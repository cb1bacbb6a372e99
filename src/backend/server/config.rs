/**
 * Server Configuration
 *
 * Picks the credential store adapter from the loaded `AppConfig`.
 *
 * - `DATABASE_URL` set: PostgreSQL pool, migrations applied on connect
 * - otherwise: the in-memory store (identities are lost on restart)
 *
 * A configured database that cannot be reached is a startup error; there
 * is no fallback to the memory store.
 */

use std::sync::Arc;

use crate::backend::auth::store::{MemoryCredentialStore, PgCredentialStore};
use crate::backend::auth::users::{CredentialStore, StoreError};
use crate::shared::AppConfig;

/// Open the credential store described by `config`
pub async fn load_store(config: &AppConfig) -> Result<Arc<dyn CredentialStore>, StoreError> {
    match &config.database_url {
        Some(url) => {
            tracing::info!("Connecting to database...");
            let store = PgCredentialStore::connect(url).await.map_err(|e| {
                tracing::error!("Failed to open credential store: {}", e);
                e
            })?;
            tracing::info!("Database connection pool created successfully");
            Ok(Arc::new(store))
        }
        None => {
            tracing::warn!("DATABASE_URL not set. Using the in-memory credential store.");
            Ok(Arc::new(MemoryCredentialStore::new()))
        }
    }
}
//! Property-based tests
//!
//! - `token_proptest` covers token issue/decode
//! - `guard_proptest` checks the access pipeline against a reference predicate

mod guard_proptest;
mod token_proptest;
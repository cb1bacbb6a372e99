/**
 * Authentication Handler Types
 *
 * Request and response bodies of the auth and user-administration
 * endpoints. Identities are returned as `PublicIdentity` and principals as
 * `AuthenticatedPrincipal`, so neither type is repeated here.
 */

use serde::{Deserialize, Serialize};

/// Login request
#[derive(Deserialize, Serialize, Debug)]
pub struct LoginRequest {
    pub email: String,
    /// Plain password, verified against the stored hash and then dropped
    pub password: String,
}

/// Login response carrying the signed bearer token
#[derive(Deserialize, Serialize, Debug, Clone, PartialEq, Eq)]
pub struct TokenResponse {
    pub access_token: String,
}

/// Registration request
#[derive(Deserialize, Serialize, Debug)]
pub struct RegisterRequest {
    /// Full name or alias
    pub display_name: String,
    pub email: String,
    /// At least 6 characters
    pub password: String,
    /// Organisational area; blank means `"default"`
    #[serde(default)]
    pub area: String,
}

/// Replacement role set, as wire names
#[derive(Deserialize, Serialize, Debug)]
pub struct UpdateRolesRequest {
    pub roles: Vec<String>,
}

/// Replacement permission set, as wire names
#[derive(Deserialize, Serialize, Debug)]
pub struct UpdatePermissionsRequest {
    pub permissions: Vec<String>,
}

/// Plain confirmation message
#[derive(Deserialize, Serialize, Debug, Clone, PartialEq, Eq)]
pub struct MessageResponse {
    pub message: String,
}

impl MessageResponse {
    pub fn new(message: impl Into<String>) -> Self {
        Self {
            message: message.into(),
        }
    }
}
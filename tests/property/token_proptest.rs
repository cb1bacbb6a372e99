//! Property-based tests for token issue and decode

use std::collections::BTreeSet;

use chrono::Utc;
use proptest::prelude::*;

use opsdesk::backend::auth::{PublicIdentity, TokenCodec, TokenError, TokenRejection};
use opsdesk::shared::{Permission, Role};

const SECRET: &str = "property-test-secret-32-bytes-long!";

fn identity(
    id: i64,
    email: String,
    roles: Vec<Role>,
    permissions: Vec<Permission>,
) -> PublicIdentity {
    let now = Utc::now();
    PublicIdentity {
        id,
        email,
        display_name: "Property".to_string(),
        roles: roles.into_iter().collect(),
        permissions: permissions.into_iter().collect(),
        area: "default".to_string(),
        created_at: now,
        updated_at: now,
    }
}

fn roles() -> impl Strategy<Value = Vec<Role>> {
    proptest::sample::subsequence(Role::ALL.to_vec(), 0..=Role::ALL.len())
}

fn permissions() -> impl Strategy<Value = Vec<Permission>> {
    proptest::sample::subsequence(Permission::ALL.to_vec(), 0..=Permission::ALL.len())
}

proptest! {
    #![proptest_config(ProptestConfig::with_cases(64))]

    #[test]
    fn test_issued_claims_round_trip(
        id in 1i64..i64::MAX / 2,
        email in "[a-z]{1,12}@[a-z]{1,8}\\.[a-z]{2,3}",
        roles in roles(),
        permissions in permissions(),
        now in 1_000_000_000i64..2_000_000_000,
        ttl in 1i64..86_400,
    ) {
        let codec = TokenCodec::new(SECRET, ttl);
        let identity = identity(id, email, roles, permissions);
        let token = codec.issue_at(&identity, now).unwrap();

        let claims = codec.decode_at(&token, now).unwrap();
        prop_assert_eq!(claims.sub, identity.id);
        prop_assert_eq!(&claims.email, &identity.email);
        prop_assert_eq!(&claims.roles, &identity.roles);
        prop_assert_eq!(&claims.permissions, &identity.permissions);
        prop_assert_eq!(claims.iat, now);
        prop_assert_eq!(claims.exp, now + ttl);
    }

    #[test]
    fn test_expiry_boundary(
        now in 1_000_000_000i64..2_000_000_000,
        ttl in 1i64..86_400,
        offset in 0i64..172_800,
    ) {
        let codec = TokenCodec::new(SECRET, ttl);
        let identity = identity(7, "edge@ops.local".to_string(), vec![Role::User], vec![]);
        let token = codec.issue_at(&identity, now).unwrap();

        let result = codec.decode_at(&token, now + offset);
        if offset < ttl {
            prop_assert!(result.is_ok());
        } else {
            prop_assert_eq!(
                result.unwrap_err(),
                TokenError::InvalidToken(TokenRejection::Expired)
            );
        }
    }

    #[test]
    fn test_foreign_key_never_verifies(other in "[a-zA-Z0-9]{32,48}") {
        prop_assume!(other != SECRET);
        let identity = identity(1, "a@b.cd".to_string(), vec![Role::Admin], vec![]);
        let token = TokenCodec::new(&other, 60).issue_at(&identity, 1_700_000_000).unwrap();

        let result = TokenCodec::new(SECRET, 60).decode_at(&token, 1_700_000_000);
        prop_assert_eq!(
            result.unwrap_err(),
            TokenError::InvalidToken(TokenRejection::BadSignature)
        );
    }

    #[test]
    fn test_tag_sets_are_deduplicated(roles in proptest::collection::vec(0usize..8, 0..16)) {
        let roles: Vec<Role> = roles.into_iter().map(|i| Role::ALL[i]).collect();
        let expected: BTreeSet<Role> = roles.iter().copied().collect();

        let codec = TokenCodec::new(SECRET, 60);
        let token = codec
            .issue_at(&identity(3, "dup@ops.local".to_string(), roles, vec![]), 1_700_000_000)
            .unwrap();
        prop_assert_eq!(codec.decode_at(&token, 1_700_000_000).unwrap().roles, expected);
    }
}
━━━━
- _Assignment_
Quote, with nothing altered, all lines from the start of the entries to the line that carries "use crate::shared::AppConfig;", inclusive.

- _Reply_
repository cb1bacbb6a372e99
filename src/backend/server/config.rs
/**
 * Server Configuration
 *
 * Picks the credential store adapter from the loaded `AppConfig`.
 *
 * - `DATABASE_URL` set: PostgreSQL pool, migrations applied on connect
 * - otherwise: the in-memory store (identities are lost on restart)
 *
 * A configured database that cannot be reached is a startup error; there
 * is no fallback to the memory store.
 */

use std::sync::Arc;

use crate::backend::auth::store::{MemoryCredentialStore, PgCredentialStore};
use crate::backend::auth::users::{CredentialStore, StoreError};
use crate::shared::AppConfig;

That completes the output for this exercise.